_What to produce_: Exactly as shown below, retype every line of the data.
*** Supplied information ***
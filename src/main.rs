use std::io::{self, BufWriter};
use std::path::PathBuf;
use std::time::Instant;

use brc_solver::config::DEFAULT_CHUNK_SIZE;
use brc_solver::{Solver, SolverConfig};
use clap::Parser;
use tracing_subscriber::{fmt, EnvFilter};

/// Min/mean/max per station over a measurements file
#[derive(Parser, Debug)]
#[command(name = "brc-solver")]
#[command(version)]
struct Args {
    /// Measurements file, one `station;value` record per line
    measurements_path: PathBuf,

    /// Number of worker threads (defaults to the number of logical CPUs)
    #[arg(short, long)]
    worker_count: Option<usize>,

    /// Bytes each worker reserves per read
    #[arg(short, long, default_value_t = DEFAULT_CHUNK_SIZE)]
    chunk_size: usize,
}

fn main() {
    let filter = EnvFilter::try_from_default_env().unwrap_or_else(|_| EnvFilter::new("info"));
    fmt()
        .with_env_filter(filter)
        .with_writer(io::stderr)
        .with_thread_names(true)
        .init();

    let args = Args::parse();

    let mut builder = SolverConfig::builder()
        .input_path(&args.measurements_path)
        .chunk_size(args.chunk_size);
    if let Some(count) = args.worker_count {
        builder = builder.worker_count(count);
    }
    let solver = Solver::new(builder.build());

    let start = Instant::now();
    let mut out = BufWriter::new(io::stdout().lock());
    if let Err(e) = solver.run(&mut out) {
        tracing::error!("{}", e);
        std::process::exit(1);
    }
    drop(out);

    eprintln!(
        "\n\nTook {:.4} seconds to process {}",
        start.elapsed().as_secs_f64(),
        args.measurements_path.display()
    );
}
//! Coordinator: spawns the worker pool, merges what it reports and writes
//! the summary.

use std::io::Write;
use std::ops::Range;
use std::sync::atomic::{AtomicBool, Ordering};
use std::sync::Arc;
use std::thread::{self, JoinHandle};

use crossbeam_channel::{unbounded, Receiver};
use tracing::{debug, error, info};

use crate::config::SolverConfig;
use crate::cursor::SharedCursor;
use crate::error::{Result, SolveError};
use crate::input::InputFile;
use crate::record::RecordTable;
use crate::worker::{Worker, WorkerReport};

/// Message a worker thread sends exactly once before exiting.
enum WorkerEvent {
    Done(WorkerReport),
    Failed { worker: usize, error: SolveError },
}

/// What one worker did during a successful run.
#[derive(Debug, Clone)]
pub struct WorkerSummary {
    pub worker: usize,
    pub chunks: Vec<Range<u64>>,
    pub keys: usize,
}

/// Diagnostics of a successful run.
#[derive(Debug, Clone)]
pub struct RunReport {
    pub file_size: u64,
    /// Ordered by the time each worker reported.
    pub workers: Vec<WorkerSummary>,
    pub keys: usize,
    /// Records parsed across all workers.
    pub measurements: u64,
}

impl RunReport {
    /// Every consumed byte range across all workers, sorted by start offset.
    pub fn consumed_ranges(&self) -> Vec<Range<u64>> {
        let mut ranges: Vec<_> = self
            .workers
            .iter()
            .flat_map(|w| w.chunks.iter().cloned())
            .collect();
        ranges.sort_by_key(|r| r.start);
        ranges
    }
}

/// Runs one aggregation over one input file.
#[derive(Debug, Clone)]
pub struct Solver {
    config: SolverConfig,
}

impl Solver {
    pub fn new(config: SolverConfig) -> Self {
        Self { config }
    }

    /// Aggregate the input and write the summary line to `output`.
    ///
    /// Nothing is written unless every worker succeeded. On the first worker
    /// failure the remaining workers are told to stop and the failure is
    /// returned as is, without waiting for them.
    pub fn run<W: Write>(&self, output: &mut W) -> Result<RunReport> {
        self.run_with(output, Arc::new(AtomicBool::new(false)))
    }

    /// Like `run`, with the stop flag shared by every worker supplied by the caller.
    fn run_with<W: Write>(&self, output: &mut W, cancelled: Arc<AtomicBool>) -> Result<RunReport> {
        self.config.validate()?;

        // Surface access problems before any worker is spawned.
        let file_size = InputFile::open(&self.config.input_path)?.size();

        info!(
            input = %self.config.input_path.display(),
            file_size,
            workers = self.config.worker_count,
            chunk_size = self.config.chunk_size,
            "starting run"
        );

        let cursor = SharedCursor::new();
        let (events, handles) = match self.spawn_workers(&cursor, &cancelled) {
            Ok(pool) => pool,
            Err(e) => {
                cancelled.store(true, Ordering::Release);
                return Err(e);
            }
        };

        let mut merged = RecordTable::new();
        let mut workers = Vec::with_capacity(handles.len());

        while workers.len() < handles.len() {
            match events.recv() {
                Ok(WorkerEvent::Done(report)) => {
                    debug!(
                        worker = report.worker,
                        chunks = report.chunks.len(),
                        keys = report.table.len(),
                        "worker reported"
                    );
                    workers.push(WorkerSummary {
                        worker: report.worker,
                        chunks: report.chunks,
                        keys: report.table.len(),
                    });
                    merged.merge_table(report.table);
                }
                Ok(WorkerEvent::Failed { worker, error: e }) => {
                    error!(worker, error = %e, "worker failed, cancelling the rest");
                    abandon(&cancelled, handles);
                    return Err(e);
                }
                Err(_) => {
                    // Every sender is gone, so some worker died without reporting.
                    let worker = (0..handles.len())
                        .find(|id| !workers.iter().any(|w| w.worker == *id))
                        .unwrap_or_default();
                    error!(worker, "worker stopped without reporting");
                    abandon(&cancelled, handles);
                    return Err(SolveError::WorkerPanicked { worker });
                }
            }
        }

        for handle in handles {
            let _ = handle.join();
        }
        debug!(cursor = cursor.read(), file_size, "input exhausted");

        let keys = merged.len();
        let measurements = merged.measurements();
        let summary = merged.render();
        output.write_all(&summary)?;
        output.flush()?;

        info!(keys, measurements, "run complete");

        Ok(RunReport {
            file_size,
            workers,
            keys,
            measurements,
        })
    }

    fn spawn_workers(
        &self,
        cursor: &SharedCursor,
        cancelled: &Arc<AtomicBool>,
    ) -> Result<(Receiver<WorkerEvent>, Vec<JoinHandle<()>>)> {
        let (tx, rx) = unbounded();
        let mut handles = Vec::with_capacity(self.config.worker_count);

        for id in 0..self.config.worker_count {
            let worker = Worker::new(
                id,
                self.config.input_path.clone(),
                cursor.to_shareable(),
                self.config.chunk_size,
                Arc::clone(cancelled),
            );
            let tx = tx.clone();
            let handle = thread::Builder::new()
                .name(format!("worker-{id:02}"))
                .spawn(move || {
                    let event = match worker.run() {
                        Ok(report) => WorkerEvent::Done(report),
                        Err(error) => WorkerEvent::Failed { worker: id, error },
                    };
                    // The coordinator may already have given up on us.
                    let _ = tx.send(event);
                })?;
            handles.push(handle);
        }

        Ok((rx, handles))
    }
}

/// Ask every worker to stop and detach from them without waiting.
fn abandon(cancelled: &AtomicBool, handles: Vec<JoinHandle<()>>) {
    cancelled.store(true, Ordering::Release);
    drop(handles);
}

/// Aggregate `config.input_path` and write the summary to `output`.
pub fn solve<W: Write>(config: SolverConfig, output: &mut W) -> Result<()> {
    Solver::new(config).run(output).map(|_| ())
}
*** End of Supplied information ***
_Result of this task_:
filename src/main.rs
use std::io::{self, BufWriter};
use std::path::PathBuf;
use std::time::Instant;

use brc_solver::config::DEFAULT_CHUNK_SIZE;
use brc_solver::{Solver, SolverConfig};
use clap::Parser;
use tracing_subscriber::{fmt, EnvFilter};

/// Min/mean/max per station over a measurements file
#[derive(Parser, Debug)]
#[command(name = "brc-solver")]
#[command(version)]
struct Args {
    /// Measurements file, one `station;value` record per line
    measurements_path: PathBuf,

    /// Number of worker threads (defaults to the number of logical CPUs)
    #[arg(short, long)]
    worker_count: Option<usize>,

    /// Bytes each worker reserves per read
    #[arg(short, long, default_value_t = DEFAULT_CHUNK_SIZE)]
    chunk_size: usize,
}

fn main() {
    let filter = EnvFilter::try_from_default_env().unwrap_or_else(|_| EnvFilter::new("info"));
    fmt()
        .with_env_filter(filter)
        .with_writer(io::stderr)
        .with_thread_names(true)
        .init();

    let args = Args::parse();

    let mut builder = SolverConfig::builder()
        .input_path(&args.measurements_path)
        .chunk_size(args.chunk_size);
    if let Some(count) = args.worker_count {
        builder = builder.worker_count(count);
    }
    let solver = Solver::new(builder.build());

    let start = Instant::now();
    let mut out = BufWriter::new(io::stdout().lock());
    if let Err(e) = solver.run(&mut out) {
        tracing::error!("{}", e);
        std::process::exit(1);
    }
    drop(out);

    eprintln!(
        "\n\nTook {:.4} seconds to process {}",
        start.elapsed().as_secs_f64(),
        args.measurements_path.display()
    );
}
//! Coordinator: spawns the worker pool, merges what it reports and writes
//! the summary.

use std::io::Write;
use std::ops::Range;
use std::sync::atomic::{AtomicBool, Ordering};
use std::sync::Arc;
use std::thread::{self, JoinHandle};

use crossbeam_channel::{unbounded, Receiver};
use tracing::{debug, error, info};

use crate::config::SolverConfig;
use crate::cursor::SharedCursor;
use crate::error::{Result, SolveError};
use crate::input::InputFile;
use crate::record::RecordTable;
use crate::worker::{Worker, WorkerReport};

/// Message a worker thread sends exactly once before exiting.
enum WorkerEvent {
    Done(WorkerReport),
    Failed { worker: usize, error: SolveError },
}

/// What one worker did during a successful run.
#[derive(Debug, Clone)]
pub struct WorkerSummary {
    pub worker: usize,
    pub chunks: Vec<Range<u64>>,
    pub keys: usize,
}

/// Diagnostics of a successful run.
#[derive(Debug, Clone)]
pub struct RunReport {
    pub file_size: u64,
    /// Ordered by the time each worker reported.
    pub workers: Vec<WorkerSummary>,
    pub keys: usize,
    /// Records parsed across all workers.
    pub measurements: u64,
}

impl RunReport {
    /// Every consumed byte range across all workers, sorted by start offset.
    pub fn consumed_ranges(&self) -> Vec<Range<u64>> {
        let mut ranges: Vec<_> = self
            .workers
            .iter()
            .flat_map(|w| w.chunks.iter().cloned())
            .collect();
        ranges.sort_by_key(|r| r.start);
        ranges
    }
}

/// Runs one aggregation over one input file.
#[derive(Debug, Clone)]
pub struct Solver {
    config: SolverConfig,
}

impl Solver {
    pub fn new(config: SolverConfig) -> Self {
        Self { config }
    }

    /// Aggregate the input and write the summary line to `output`.
    ///
    /// Nothing is written unless every worker succeeded. On the first worker
    /// failure the remaining workers are told to stop and the failure is
    /// returned as is, without waiting for them.
    pub fn run<W: Write>(&self, output: &mut W) -> Result<RunReport> {
        self.run_with(output, Arc::new(AtomicBool::new(false)))
    }

    /// Like `run`, with the stop flag shared by every worker supplied by the caller.
    fn run_with<W: Write>(&self, output: &mut W, cancelled: Arc<AtomicBool>) -> Result<RunReport> {
        self.config.validate()?;

        // Surface access problems before any worker is spawned.
        let file_size = InputFile::open(&self.config.input_path)?.size();

        info!(
            input = %self.config.input_path.display(),
            file_size,
            workers = self.config.worker_count,
            chunk_size = self.config.chunk_size,
            "starting run"
        );

        let cursor = SharedCursor::new();
        let (events, handles) = match self.spawn_workers(&cursor, &cancelled) {
            Ok(pool) => pool,
            Err(e) => {
                cancelled.store(true, Ordering::Release);
                return Err(e);
            }
        };

        let mut merged = RecordTable::new();
        let mut workers = Vec::with_capacity(handles.len());

        while workers.len() < handles.len() {
            match events.recv() {
                Ok(WorkerEvent::Done(report)) => {
                    debug!(
                        worker = report.worker,
                        chunks = report.chunks.len(),
                        keys = report.table.len(),
                        "worker reported"
                    );
                    workers.push(WorkerSummary {
                        worker: report.worker,
                        chunks: report.chunks,
                        keys: report.table.len(),
                    });
                    merged.merge_table(report.table);
                }
                Ok(WorkerEvent::Failed { worker, error: e }) => {
                    error!(worker, error = %e, "worker failed, cancelling the rest");
                    abandon(&cancelled, handles);
                    return Err(e);
                }
                Err(_) => {
                    // Every sender is gone, so some worker died without reporting.
                    let worker = (0..handles.len())
                        .find(|id| !workers.iter().any(|w| w.worker == *id))
                        .unwrap_or_default();
                    error!(worker, "worker stopped without reporting");
                    abandon(&cancelled, handles);
                    return Err(SolveError::WorkerPanicked { worker });
                }
            }
        }

        for handle in handles {
            let _ = handle.join();
        }
        debug!(cursor = cursor.read(), file_size, "input exhausted");

        let keys = merged.len();
        let measurements = merged.measurements();
        let summary = merged.render();
        output.write_all(&summary)?;
        output.flush()?;

        info!(keys, measurements, "run complete");

        Ok(RunReport {
            file_size,
            workers,
            keys,
            measurements,
        })
    }

    fn spawn_workers(
        &self,
        cursor: &SharedCursor,
        cancelled: &Arc<AtomicBool>,
    ) -> Result<(Receiver<WorkerEvent>, Vec<JoinHandle<()>>)> {
        let (tx, rx) = unbounded();
        let mut handles = Vec::with_capacity(self.config.worker_count);

        for id in 0..self.config.worker_count {
            let worker = Worker::new(
                id,
                self.config.input_path.clone(),
                cursor.to_shareable(),
                self.config.chunk_size,
                Arc::clone(cancelled),
            );
            let tx = tx.clone();
            let handle = thread::Builder::new()
                .name(format!("worker-{id:02}"))
                .spawn(move || {
                    let event = match worker.run() {
                        Ok(report) => WorkerEvent::Done(report),
                        Err(error) => WorkerEvent::Failed { worker: id, error },
                    };
                    // The coordinator may already have given up on us.
                    let _ = tx.send(event);
                })?;
            handles.push(handle);
        }

        Ok((rx, handles))
    }
}

/// Ask every worker to stop and detach from them without waiting.
fn abandon(cancelled: &AtomicBool, handles: Vec<JoinHandle<()>>) {
    cancelled.store(true, Ordering::Release);
    drop(handles);
}

/// Aggregate `config.input_path` and write the summary to `output`.
pub fn solve<W: Write>(config: SolverConfig, output: &mut W) -> Result<()> {
    Solver::new(config).run(output).map(|_| ())
}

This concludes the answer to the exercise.